**Aim of the task:** Your answer must be the records below, reproduced exactly.

======== Source data

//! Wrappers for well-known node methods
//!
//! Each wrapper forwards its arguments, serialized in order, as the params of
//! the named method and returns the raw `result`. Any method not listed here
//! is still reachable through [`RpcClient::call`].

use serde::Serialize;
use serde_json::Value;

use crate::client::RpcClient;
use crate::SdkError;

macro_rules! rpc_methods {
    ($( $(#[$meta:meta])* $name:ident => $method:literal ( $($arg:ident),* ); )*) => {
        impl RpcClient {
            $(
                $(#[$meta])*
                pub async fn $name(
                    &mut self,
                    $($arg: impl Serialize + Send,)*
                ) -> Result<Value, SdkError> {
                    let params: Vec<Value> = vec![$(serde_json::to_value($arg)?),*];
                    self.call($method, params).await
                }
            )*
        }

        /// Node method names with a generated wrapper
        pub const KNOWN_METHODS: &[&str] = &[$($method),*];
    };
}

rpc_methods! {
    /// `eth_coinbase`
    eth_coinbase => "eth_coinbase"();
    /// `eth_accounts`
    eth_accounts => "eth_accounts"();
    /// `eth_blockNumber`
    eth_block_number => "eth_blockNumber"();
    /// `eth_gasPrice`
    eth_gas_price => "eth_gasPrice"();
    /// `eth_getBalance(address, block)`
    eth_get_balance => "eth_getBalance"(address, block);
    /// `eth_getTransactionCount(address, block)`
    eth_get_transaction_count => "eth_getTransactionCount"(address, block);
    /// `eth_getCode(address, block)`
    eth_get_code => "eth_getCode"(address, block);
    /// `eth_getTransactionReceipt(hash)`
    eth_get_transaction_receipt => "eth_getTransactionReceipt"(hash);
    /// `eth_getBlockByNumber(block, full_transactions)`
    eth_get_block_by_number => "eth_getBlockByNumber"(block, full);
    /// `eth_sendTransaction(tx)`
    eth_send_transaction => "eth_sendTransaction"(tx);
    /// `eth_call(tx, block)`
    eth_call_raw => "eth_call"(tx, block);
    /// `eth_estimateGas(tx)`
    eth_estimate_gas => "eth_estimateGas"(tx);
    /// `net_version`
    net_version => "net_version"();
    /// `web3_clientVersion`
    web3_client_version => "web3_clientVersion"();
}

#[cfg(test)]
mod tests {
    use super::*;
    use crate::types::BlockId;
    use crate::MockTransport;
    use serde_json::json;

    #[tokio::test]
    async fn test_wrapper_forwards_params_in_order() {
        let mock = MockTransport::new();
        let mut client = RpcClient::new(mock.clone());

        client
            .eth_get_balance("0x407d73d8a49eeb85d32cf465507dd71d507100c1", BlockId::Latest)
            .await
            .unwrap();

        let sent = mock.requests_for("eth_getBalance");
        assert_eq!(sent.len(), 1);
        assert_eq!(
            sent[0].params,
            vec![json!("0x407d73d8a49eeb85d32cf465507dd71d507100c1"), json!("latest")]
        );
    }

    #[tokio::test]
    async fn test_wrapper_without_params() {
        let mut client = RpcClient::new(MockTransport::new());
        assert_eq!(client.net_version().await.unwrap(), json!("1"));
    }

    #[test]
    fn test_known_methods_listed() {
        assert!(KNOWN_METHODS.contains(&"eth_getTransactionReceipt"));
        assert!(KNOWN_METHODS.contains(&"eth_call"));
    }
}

================

**Written answer:**
//! Wrappers for well-known node methods
//!
//! Each wrapper forwards its arguments, serialized in order, as the params of
//! the named method and returns the raw `result`. Any method not listed here
//! is still reachable through [`RpcClient::call`].

use serde::Serialize;
use serde_json::Value;

use crate::client::RpcClient;
use crate::SdkError;

macro_rules! rpc_methods {
    ($( $(#[$meta:meta])* $name:ident => $method:literal ( $($arg:ident),* ); )*) => {
        impl RpcClient {
            $(
                $(#[$meta])*
                pub async fn $name(
                    &mut self,
                    $($arg: impl Serialize + Send,)*
                ) -> Result<Value, SdkError> {
                    let params: Vec<Value> = vec![$(serde_json::to_value($arg)?),*];
                    self.call($method, params).await
                }
            )*
        }

        /// Node method names with a generated wrapper
        pub const KNOWN_METHODS: &[&str] = &[$($method),*];
    };
}

rpc_methods! {
    /// `eth_coinbase`
    eth_coinbase => "eth_coinbase"();
    /// `eth_accounts`
    eth_accounts => "eth_accounts"();
    /// `eth_blockNumber`
    eth_block_number => "eth_blockNumber"();
    /// `eth_gasPrice`
    eth_gas_price => "eth_gasPrice"();
    /// `eth_getBalance(address, block)`
    eth_get_balance => "eth_getBalance"(address, block);
    /// `eth_getTransactionCount(address, block)`
    eth_get_transaction_count => "eth_getTransactionCount"(address, block);
    /// `eth_getCode(address, block)`
    eth_get_code => "eth_getCode"(address, block);
    /// `eth_getTransactionReceipt(hash)`
    eth_get_transaction_receipt => "eth_getTransactionReceipt"(hash);
    /// `eth_getBlockByNumber(block, full_transactions)`
    eth_get_block_by_number => "eth_getBlockByNumber"(block, full);
    /// `eth_sendTransaction(tx)`
    eth_send_transaction => "eth_sendTransaction"(tx);
    /// `eth_call(tx, block)`
    eth_call_raw => "eth_call"(tx, block);
    /// `eth_estimateGas(tx)`
    eth_estimate_gas => "eth_estimateGas"(tx);
    /// `net_version`
    net_version => "net_version"();
    /// `web3_clientVersion`
    web3_client_version => "web3_clientVersion"();
}

#[cfg(test)]
mod tests {
    use super::*;
    use crate::types::BlockId;
    use crate::MockTransport;
    use serde_json::json;

    #[tokio::test]
    async fn test_wrapper_forwards_params_in_order() {
        let mock = MockTransport::new();
        let mut client = RpcClient::new(mock.clone());

        client
            .eth_get_balance("0x407d73d8a49eeb85d32cf465507dd71d507100c1", BlockId::Latest)
            .await
            .unwrap();

        let sent = mock.requests_for("eth_getBalance");
        assert_eq!(sent.len(), 1);
        assert_eq!(
            sent[0].params,
            vec![json!("0x407d73d8a49eeb85d32cf465507dd71d507100c1"), json!("latest")]
        );
    }

    #[tokio::test]
    async fn test_wrapper_without_params() {
        let mut client = RpcClient::new(MockTransport::new());
        assert_eq!(client.net_version().await.unwrap(), json!("1"));
    }

    #[test]
    fn test_known_methods_listed() {
        assert!(KNOWN_METHODS.contains(&"eth_getTransactionReceipt"));
        assert!(KNOWN_METHODS.contains(&"eth_call"));
    }
}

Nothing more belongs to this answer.